= Beginning of Section =

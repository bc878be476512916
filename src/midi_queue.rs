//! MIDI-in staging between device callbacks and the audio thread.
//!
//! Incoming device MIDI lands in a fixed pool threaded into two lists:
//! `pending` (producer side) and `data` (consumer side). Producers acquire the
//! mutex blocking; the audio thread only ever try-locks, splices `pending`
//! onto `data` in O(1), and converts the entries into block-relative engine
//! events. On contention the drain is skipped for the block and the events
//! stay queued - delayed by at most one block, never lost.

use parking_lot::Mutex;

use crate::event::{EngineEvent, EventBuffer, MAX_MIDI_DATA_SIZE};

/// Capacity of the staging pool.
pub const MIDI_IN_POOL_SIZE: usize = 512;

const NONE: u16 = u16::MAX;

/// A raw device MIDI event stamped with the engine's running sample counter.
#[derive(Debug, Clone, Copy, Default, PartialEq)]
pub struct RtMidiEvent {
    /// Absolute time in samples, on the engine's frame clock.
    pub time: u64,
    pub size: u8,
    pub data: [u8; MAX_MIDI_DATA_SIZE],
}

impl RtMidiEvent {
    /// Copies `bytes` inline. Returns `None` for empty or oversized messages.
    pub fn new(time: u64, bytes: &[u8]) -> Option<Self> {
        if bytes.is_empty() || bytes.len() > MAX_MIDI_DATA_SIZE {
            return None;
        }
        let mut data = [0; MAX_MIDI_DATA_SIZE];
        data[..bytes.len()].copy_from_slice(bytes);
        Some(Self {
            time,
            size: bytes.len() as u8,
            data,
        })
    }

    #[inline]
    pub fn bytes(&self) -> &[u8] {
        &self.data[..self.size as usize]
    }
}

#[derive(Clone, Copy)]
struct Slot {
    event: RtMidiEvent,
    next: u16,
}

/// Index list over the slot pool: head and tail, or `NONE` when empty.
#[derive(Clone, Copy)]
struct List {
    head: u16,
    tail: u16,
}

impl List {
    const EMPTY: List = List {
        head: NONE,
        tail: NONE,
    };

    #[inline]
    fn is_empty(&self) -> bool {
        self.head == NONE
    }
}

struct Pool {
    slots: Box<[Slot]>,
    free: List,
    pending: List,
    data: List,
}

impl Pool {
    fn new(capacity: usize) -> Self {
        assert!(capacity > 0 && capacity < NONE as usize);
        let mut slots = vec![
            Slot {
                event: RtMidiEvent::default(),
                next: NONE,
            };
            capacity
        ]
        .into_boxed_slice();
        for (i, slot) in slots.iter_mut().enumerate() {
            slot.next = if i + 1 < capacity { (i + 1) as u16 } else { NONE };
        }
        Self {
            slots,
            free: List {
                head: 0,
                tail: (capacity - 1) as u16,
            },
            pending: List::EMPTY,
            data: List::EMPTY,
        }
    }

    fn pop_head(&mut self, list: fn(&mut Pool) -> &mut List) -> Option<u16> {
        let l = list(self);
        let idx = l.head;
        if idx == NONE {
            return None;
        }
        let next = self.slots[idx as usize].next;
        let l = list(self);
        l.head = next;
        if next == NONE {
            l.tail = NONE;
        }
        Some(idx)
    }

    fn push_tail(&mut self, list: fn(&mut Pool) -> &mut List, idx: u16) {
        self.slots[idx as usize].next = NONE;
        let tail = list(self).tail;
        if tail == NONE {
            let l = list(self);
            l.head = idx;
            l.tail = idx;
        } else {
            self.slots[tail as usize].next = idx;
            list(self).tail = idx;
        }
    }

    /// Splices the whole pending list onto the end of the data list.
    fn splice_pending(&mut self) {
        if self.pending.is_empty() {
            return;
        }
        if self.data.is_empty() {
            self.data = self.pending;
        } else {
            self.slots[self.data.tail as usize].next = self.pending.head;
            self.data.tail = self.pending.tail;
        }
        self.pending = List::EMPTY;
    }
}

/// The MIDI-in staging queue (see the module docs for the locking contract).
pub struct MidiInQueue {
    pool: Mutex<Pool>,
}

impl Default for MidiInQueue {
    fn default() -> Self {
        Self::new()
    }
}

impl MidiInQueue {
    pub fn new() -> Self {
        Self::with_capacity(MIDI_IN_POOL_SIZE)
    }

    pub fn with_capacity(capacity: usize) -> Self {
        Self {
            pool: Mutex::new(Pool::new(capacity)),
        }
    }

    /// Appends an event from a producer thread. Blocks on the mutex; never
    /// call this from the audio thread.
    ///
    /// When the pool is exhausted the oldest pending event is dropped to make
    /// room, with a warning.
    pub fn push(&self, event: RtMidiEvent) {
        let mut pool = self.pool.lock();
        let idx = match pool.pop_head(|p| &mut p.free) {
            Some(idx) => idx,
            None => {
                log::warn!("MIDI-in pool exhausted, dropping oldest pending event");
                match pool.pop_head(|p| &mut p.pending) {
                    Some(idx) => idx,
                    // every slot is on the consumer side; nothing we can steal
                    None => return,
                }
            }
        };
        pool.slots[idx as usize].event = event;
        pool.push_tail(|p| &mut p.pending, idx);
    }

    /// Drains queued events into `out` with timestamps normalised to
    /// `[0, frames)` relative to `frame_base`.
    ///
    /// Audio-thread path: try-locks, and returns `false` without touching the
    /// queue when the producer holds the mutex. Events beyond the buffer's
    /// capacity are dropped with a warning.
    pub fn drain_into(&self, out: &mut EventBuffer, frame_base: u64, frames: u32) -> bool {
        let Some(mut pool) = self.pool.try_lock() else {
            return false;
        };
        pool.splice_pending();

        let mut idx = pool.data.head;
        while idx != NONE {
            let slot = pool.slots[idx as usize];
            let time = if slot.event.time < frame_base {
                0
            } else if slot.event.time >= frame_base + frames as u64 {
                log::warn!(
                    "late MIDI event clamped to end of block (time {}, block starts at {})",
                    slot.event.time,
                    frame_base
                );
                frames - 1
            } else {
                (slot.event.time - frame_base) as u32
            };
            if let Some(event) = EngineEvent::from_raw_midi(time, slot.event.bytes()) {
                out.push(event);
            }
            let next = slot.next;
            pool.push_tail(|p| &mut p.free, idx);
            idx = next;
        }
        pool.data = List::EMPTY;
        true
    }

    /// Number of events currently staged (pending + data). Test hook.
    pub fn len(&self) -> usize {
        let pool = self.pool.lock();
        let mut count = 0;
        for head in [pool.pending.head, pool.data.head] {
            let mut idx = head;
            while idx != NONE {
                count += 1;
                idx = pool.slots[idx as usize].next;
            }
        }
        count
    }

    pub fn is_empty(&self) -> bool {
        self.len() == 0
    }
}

= End of Section =

* Work to complete: Count up the lines above in which the word "struct" appears, and give nothing but that count.

* Finished task: 5